-------- Given information --------
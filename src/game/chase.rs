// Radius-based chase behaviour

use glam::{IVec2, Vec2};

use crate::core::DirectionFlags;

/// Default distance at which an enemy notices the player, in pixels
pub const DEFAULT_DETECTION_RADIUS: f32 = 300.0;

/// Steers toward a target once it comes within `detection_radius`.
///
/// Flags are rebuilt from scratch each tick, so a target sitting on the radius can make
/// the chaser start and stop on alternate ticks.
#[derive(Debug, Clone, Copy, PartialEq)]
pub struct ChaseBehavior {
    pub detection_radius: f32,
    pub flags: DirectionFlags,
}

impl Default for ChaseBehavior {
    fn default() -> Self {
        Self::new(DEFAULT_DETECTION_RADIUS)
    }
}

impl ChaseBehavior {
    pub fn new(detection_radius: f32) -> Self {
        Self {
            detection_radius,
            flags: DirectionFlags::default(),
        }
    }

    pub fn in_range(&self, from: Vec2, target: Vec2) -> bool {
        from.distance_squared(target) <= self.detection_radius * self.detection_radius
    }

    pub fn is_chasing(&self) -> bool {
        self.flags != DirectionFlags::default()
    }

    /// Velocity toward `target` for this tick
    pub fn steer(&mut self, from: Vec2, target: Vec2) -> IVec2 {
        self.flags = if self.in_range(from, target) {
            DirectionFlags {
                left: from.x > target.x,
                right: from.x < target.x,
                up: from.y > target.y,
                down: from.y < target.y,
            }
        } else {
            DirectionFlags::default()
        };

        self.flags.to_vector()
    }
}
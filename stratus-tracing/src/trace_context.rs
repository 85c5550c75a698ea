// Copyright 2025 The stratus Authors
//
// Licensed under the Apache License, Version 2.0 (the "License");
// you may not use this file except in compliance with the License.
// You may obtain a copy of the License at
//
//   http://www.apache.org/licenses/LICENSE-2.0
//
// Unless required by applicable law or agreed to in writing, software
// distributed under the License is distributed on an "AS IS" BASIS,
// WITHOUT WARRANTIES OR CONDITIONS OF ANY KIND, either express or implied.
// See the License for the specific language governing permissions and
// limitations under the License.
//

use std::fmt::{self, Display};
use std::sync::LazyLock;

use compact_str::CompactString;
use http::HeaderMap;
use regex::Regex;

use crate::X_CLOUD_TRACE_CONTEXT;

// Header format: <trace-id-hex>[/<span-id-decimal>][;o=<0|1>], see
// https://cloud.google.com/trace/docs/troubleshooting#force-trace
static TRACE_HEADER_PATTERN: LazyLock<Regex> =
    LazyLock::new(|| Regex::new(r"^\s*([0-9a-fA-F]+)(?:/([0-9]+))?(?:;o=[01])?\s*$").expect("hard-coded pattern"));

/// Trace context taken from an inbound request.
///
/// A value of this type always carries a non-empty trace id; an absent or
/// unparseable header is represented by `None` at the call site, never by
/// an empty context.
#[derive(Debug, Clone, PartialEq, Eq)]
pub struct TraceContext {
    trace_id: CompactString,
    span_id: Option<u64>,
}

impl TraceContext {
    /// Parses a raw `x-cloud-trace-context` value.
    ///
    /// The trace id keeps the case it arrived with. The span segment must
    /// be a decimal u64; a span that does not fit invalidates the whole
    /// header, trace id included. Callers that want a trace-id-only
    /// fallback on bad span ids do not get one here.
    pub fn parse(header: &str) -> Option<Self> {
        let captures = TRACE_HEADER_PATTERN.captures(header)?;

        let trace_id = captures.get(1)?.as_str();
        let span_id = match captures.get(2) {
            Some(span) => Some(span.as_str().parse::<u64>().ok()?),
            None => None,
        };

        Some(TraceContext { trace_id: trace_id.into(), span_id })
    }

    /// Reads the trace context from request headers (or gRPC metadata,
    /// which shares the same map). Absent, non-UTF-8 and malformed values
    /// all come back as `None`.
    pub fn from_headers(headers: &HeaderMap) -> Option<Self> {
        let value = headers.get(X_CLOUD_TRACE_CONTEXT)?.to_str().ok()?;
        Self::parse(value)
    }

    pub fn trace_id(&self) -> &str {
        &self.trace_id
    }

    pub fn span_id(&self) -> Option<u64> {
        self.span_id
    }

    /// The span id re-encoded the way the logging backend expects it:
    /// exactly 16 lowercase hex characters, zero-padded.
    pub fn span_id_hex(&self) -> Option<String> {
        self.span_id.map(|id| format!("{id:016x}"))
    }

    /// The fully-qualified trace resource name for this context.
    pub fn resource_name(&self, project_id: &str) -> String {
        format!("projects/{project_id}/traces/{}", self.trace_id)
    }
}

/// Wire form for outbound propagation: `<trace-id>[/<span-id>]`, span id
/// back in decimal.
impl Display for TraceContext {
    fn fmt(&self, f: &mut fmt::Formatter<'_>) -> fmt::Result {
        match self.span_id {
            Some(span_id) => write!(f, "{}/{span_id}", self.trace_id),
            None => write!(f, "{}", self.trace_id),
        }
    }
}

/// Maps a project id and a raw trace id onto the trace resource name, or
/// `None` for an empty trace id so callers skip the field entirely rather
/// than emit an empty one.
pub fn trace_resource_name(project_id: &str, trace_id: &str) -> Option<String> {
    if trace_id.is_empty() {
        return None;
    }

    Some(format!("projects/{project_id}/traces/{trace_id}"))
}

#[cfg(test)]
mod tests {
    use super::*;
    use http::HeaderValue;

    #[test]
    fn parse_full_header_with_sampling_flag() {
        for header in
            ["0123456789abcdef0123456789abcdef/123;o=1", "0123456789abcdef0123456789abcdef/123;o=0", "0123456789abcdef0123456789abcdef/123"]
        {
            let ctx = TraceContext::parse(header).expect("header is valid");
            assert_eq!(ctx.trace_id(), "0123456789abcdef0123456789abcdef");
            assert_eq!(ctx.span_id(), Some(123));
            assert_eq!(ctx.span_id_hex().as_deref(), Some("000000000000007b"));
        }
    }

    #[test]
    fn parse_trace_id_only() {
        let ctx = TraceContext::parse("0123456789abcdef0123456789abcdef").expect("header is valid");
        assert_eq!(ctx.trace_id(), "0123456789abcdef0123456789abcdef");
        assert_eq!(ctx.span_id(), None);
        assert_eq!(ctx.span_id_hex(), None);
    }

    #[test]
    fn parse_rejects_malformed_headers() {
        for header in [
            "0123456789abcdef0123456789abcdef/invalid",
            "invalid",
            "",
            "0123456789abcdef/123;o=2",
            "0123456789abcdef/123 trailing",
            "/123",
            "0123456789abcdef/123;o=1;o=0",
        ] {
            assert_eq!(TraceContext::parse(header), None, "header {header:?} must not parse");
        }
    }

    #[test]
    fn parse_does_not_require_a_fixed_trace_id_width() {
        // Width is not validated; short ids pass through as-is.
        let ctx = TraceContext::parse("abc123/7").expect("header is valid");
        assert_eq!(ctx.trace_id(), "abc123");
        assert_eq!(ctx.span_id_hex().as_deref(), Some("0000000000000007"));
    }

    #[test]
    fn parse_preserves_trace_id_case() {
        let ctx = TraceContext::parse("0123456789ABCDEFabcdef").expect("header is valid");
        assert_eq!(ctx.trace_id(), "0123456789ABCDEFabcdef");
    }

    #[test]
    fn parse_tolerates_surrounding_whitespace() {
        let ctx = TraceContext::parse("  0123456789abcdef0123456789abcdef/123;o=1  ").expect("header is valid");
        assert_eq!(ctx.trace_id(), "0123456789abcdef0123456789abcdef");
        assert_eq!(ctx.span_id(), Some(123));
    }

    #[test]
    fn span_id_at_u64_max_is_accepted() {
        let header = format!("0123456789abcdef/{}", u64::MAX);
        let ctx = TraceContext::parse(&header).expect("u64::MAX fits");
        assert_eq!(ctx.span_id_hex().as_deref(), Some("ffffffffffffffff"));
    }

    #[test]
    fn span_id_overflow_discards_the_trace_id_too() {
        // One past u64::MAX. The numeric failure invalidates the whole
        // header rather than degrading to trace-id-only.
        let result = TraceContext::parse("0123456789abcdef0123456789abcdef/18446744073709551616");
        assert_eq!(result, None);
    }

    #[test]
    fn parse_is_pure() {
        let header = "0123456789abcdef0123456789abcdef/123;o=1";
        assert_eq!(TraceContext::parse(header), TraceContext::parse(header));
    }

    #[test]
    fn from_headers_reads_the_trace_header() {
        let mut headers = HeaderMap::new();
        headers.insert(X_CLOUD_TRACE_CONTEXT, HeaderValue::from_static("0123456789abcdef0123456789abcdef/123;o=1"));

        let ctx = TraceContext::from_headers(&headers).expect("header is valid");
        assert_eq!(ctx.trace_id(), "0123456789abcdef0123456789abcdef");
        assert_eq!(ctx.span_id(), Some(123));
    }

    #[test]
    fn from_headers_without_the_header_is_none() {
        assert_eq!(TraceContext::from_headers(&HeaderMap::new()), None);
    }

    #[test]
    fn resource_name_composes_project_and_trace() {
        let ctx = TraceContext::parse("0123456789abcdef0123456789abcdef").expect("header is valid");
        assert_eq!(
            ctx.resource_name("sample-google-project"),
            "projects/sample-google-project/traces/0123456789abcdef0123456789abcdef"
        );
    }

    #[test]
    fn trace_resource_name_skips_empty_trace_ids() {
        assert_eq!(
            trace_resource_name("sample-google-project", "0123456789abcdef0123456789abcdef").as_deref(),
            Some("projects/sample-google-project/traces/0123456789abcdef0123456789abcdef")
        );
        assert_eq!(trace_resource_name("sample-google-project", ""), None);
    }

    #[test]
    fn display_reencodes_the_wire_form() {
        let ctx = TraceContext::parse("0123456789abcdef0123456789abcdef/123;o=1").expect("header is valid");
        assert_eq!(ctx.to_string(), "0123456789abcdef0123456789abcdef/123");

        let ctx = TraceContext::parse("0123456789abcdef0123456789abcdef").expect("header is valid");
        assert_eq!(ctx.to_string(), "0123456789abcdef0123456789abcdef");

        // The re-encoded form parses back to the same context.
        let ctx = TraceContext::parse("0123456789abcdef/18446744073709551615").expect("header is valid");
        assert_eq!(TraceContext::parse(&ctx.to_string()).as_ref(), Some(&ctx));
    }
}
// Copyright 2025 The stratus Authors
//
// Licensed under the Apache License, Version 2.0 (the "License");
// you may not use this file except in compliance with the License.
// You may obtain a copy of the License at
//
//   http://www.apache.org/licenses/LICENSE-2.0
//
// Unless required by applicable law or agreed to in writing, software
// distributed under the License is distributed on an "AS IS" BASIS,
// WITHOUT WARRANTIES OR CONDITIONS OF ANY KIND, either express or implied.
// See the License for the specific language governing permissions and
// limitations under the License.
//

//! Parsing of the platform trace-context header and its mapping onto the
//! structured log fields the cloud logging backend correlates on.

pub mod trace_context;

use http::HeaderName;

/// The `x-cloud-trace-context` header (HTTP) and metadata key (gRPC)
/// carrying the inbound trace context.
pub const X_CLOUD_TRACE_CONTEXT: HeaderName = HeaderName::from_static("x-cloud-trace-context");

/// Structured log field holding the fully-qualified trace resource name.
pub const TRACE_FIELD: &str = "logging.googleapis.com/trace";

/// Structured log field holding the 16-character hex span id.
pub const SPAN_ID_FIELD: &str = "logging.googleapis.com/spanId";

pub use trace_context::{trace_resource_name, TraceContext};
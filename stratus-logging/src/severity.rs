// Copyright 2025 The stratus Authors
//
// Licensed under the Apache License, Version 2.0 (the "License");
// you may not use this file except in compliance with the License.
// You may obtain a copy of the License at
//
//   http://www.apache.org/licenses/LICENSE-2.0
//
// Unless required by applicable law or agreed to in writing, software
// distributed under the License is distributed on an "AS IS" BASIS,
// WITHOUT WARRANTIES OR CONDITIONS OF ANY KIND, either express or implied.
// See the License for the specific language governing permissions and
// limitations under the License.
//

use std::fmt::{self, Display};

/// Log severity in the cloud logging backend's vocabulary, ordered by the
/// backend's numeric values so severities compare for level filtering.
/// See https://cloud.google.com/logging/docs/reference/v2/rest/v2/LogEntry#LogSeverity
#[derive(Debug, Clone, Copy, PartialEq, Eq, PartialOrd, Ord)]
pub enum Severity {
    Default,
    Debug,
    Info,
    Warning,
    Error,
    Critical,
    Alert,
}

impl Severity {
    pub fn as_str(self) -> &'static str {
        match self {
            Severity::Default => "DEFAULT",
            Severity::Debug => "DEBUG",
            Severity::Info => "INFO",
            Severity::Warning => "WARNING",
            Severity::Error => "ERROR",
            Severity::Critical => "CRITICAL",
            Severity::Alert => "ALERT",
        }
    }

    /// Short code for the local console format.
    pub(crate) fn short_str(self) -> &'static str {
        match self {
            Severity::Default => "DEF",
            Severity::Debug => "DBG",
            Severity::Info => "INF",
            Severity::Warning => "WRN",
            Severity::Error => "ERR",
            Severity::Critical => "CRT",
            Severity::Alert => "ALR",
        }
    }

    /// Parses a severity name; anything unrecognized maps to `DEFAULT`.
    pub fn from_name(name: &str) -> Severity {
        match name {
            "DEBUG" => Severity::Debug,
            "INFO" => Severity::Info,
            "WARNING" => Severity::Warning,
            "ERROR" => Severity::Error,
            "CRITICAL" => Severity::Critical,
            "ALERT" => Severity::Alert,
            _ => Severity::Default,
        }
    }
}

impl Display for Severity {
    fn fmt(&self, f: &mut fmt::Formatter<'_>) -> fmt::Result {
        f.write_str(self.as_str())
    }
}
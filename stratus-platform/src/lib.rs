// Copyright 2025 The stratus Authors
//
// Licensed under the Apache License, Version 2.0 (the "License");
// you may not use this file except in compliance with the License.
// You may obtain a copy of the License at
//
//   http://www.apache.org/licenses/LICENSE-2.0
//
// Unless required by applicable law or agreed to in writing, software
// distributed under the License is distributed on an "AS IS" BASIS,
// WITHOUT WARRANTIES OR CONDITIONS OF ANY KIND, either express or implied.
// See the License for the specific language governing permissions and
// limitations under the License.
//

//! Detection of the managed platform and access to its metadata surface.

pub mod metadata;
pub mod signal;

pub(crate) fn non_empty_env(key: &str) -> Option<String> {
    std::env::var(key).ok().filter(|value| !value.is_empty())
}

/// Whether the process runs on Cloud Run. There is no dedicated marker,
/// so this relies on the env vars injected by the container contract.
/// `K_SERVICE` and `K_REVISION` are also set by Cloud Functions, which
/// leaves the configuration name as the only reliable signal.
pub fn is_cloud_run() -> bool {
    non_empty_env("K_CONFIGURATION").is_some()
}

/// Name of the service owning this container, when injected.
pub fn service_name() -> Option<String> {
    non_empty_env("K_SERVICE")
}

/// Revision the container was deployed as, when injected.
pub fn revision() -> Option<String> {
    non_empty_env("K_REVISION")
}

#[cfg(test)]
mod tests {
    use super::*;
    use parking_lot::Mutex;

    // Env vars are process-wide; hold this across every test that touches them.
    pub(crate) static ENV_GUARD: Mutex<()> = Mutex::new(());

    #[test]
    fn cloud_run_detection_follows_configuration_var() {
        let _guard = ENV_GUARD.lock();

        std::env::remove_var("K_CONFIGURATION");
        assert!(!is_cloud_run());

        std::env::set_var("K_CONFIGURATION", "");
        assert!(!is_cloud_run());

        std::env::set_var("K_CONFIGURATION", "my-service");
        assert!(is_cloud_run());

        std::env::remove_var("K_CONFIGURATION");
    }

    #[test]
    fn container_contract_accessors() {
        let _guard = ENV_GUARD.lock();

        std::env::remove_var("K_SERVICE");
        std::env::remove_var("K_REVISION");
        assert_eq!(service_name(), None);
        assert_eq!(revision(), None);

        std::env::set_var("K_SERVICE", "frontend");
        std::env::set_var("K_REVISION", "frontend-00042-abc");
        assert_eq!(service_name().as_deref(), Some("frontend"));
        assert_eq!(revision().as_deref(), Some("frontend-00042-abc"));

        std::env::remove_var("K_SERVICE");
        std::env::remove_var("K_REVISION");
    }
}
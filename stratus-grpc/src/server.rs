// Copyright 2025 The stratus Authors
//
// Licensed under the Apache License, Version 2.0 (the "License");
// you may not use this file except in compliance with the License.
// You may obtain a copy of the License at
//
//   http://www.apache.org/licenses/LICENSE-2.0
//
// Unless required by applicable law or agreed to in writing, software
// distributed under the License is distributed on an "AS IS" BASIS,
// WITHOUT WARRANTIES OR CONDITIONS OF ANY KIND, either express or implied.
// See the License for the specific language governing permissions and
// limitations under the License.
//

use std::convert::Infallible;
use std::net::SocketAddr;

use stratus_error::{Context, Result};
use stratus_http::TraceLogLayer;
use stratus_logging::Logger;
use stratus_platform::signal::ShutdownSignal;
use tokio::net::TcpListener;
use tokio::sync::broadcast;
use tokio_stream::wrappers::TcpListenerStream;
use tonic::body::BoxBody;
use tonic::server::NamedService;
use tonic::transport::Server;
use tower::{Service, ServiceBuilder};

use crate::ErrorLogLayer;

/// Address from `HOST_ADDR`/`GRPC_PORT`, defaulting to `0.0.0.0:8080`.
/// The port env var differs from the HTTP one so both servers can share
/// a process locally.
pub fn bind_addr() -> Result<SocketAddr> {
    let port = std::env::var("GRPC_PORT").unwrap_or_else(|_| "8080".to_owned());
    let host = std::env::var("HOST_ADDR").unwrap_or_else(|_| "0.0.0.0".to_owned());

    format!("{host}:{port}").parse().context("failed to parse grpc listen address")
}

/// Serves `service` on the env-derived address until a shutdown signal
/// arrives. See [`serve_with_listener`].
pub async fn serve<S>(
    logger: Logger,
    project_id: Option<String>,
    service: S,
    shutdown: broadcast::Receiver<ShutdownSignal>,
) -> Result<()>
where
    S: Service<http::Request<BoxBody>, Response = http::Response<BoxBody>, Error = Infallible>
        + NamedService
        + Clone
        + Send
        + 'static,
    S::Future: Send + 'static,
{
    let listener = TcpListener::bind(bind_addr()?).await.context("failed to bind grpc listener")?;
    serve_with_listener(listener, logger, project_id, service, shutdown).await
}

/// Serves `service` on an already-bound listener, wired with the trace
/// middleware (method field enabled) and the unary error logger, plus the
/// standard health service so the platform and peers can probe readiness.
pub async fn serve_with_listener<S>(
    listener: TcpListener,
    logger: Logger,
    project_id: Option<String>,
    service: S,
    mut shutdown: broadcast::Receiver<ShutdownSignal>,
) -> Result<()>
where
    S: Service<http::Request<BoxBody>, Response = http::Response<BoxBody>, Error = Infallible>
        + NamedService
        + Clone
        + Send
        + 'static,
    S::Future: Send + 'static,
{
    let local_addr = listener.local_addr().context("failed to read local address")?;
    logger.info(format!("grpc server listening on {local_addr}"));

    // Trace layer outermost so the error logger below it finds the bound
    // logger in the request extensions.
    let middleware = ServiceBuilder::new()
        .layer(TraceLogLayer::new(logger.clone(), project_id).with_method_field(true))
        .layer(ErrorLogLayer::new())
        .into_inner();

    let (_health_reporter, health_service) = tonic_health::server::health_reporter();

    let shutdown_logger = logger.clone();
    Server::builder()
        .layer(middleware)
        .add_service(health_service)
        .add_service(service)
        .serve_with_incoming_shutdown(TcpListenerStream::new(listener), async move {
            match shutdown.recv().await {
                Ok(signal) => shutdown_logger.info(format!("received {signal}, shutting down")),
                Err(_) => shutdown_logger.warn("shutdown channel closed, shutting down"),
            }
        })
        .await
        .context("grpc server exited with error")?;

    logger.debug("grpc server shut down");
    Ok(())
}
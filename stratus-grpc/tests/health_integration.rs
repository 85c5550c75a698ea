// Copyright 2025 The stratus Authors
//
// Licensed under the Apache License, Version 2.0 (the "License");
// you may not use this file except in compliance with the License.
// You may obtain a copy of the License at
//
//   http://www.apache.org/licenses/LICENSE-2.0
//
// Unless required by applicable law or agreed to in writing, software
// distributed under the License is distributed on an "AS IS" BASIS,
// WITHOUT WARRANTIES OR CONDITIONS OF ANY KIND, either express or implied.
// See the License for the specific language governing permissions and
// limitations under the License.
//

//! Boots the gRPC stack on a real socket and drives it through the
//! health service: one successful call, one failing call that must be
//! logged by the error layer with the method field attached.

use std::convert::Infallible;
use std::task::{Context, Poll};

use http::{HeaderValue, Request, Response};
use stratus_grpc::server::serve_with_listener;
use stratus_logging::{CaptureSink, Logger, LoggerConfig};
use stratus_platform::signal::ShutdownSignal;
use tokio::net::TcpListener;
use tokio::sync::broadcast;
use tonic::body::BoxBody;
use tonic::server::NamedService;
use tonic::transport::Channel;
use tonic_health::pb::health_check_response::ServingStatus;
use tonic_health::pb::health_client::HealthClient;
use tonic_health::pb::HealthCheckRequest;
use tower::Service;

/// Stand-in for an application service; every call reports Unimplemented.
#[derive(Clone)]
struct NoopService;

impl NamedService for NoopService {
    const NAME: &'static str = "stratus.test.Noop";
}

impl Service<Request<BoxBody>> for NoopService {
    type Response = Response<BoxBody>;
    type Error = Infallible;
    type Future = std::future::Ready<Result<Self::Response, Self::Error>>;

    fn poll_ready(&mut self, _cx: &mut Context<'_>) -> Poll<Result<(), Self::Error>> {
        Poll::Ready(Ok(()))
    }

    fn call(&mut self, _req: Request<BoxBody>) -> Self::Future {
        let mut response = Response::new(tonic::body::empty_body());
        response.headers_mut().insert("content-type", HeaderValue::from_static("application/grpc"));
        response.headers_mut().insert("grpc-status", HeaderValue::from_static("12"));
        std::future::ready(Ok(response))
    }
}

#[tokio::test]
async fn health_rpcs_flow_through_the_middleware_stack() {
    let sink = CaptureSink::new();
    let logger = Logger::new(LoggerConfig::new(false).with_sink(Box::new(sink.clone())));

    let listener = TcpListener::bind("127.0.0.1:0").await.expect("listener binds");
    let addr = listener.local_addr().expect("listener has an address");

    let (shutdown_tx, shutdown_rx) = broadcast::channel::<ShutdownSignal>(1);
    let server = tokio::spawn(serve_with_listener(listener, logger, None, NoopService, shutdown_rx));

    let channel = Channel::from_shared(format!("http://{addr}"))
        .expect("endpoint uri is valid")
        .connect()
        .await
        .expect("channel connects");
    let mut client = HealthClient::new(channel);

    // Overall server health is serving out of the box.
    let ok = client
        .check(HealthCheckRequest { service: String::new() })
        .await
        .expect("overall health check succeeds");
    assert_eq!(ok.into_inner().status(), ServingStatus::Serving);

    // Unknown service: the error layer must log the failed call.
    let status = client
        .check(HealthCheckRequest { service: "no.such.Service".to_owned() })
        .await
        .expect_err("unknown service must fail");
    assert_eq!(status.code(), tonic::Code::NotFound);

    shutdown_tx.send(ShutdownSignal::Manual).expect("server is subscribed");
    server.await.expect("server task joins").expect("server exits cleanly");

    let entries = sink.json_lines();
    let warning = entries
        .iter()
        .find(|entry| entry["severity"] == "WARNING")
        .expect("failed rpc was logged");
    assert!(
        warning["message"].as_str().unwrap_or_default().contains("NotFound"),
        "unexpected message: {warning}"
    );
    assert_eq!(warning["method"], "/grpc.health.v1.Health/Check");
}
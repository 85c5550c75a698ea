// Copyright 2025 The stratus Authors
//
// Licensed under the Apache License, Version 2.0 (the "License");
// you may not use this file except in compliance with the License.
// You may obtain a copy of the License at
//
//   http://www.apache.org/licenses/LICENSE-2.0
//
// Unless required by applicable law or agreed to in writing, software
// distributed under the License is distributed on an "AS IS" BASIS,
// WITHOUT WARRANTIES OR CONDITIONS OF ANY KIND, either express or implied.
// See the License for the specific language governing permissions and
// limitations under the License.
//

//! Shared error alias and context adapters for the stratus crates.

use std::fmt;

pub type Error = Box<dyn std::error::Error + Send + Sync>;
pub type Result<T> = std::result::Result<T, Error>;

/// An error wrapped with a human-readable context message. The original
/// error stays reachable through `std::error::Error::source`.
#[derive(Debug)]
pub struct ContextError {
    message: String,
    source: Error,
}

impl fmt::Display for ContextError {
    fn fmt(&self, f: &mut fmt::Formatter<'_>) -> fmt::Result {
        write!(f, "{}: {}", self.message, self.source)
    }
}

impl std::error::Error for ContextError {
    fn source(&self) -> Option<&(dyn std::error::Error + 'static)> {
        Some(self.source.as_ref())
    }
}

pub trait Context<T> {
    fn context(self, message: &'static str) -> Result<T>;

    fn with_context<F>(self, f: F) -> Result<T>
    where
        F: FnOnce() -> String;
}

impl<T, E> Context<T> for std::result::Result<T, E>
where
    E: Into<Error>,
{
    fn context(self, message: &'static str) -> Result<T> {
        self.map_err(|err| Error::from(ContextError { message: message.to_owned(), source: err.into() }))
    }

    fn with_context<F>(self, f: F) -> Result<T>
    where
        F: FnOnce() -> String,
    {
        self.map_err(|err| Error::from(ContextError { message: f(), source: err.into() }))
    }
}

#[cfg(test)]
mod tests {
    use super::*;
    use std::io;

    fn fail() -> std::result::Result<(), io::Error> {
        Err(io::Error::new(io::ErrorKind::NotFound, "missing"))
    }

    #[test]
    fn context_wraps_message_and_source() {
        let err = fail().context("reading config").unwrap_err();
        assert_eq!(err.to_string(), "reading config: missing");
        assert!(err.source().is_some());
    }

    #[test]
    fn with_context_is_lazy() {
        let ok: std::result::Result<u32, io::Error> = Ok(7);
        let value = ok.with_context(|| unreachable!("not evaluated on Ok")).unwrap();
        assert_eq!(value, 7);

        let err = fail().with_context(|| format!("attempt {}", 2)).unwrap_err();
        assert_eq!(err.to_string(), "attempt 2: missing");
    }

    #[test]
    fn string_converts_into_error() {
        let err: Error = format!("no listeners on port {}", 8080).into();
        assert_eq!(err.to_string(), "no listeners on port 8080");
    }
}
--------
• **What is expected**:
Transcribe exactly, and only, the lines from the opening line of the records through the line containing "on alternate ticks.".

• **Response**:
filename src/game/chase.rs
// Radius-based chase behaviour

use glam::{IVec2, Vec2};

use crate::core::DirectionFlags;

/// Default distance at which an enemy notices the player, in pixels
pub const DEFAULT_DETECTION_RADIUS: f32 = 300.0;

/// Steers toward a target once it comes within `detection_radius`.
///
/// Flags are rebuilt from scratch each tick, so a target sitting on the radius can make
/// the chaser start and stop on alternate ticks.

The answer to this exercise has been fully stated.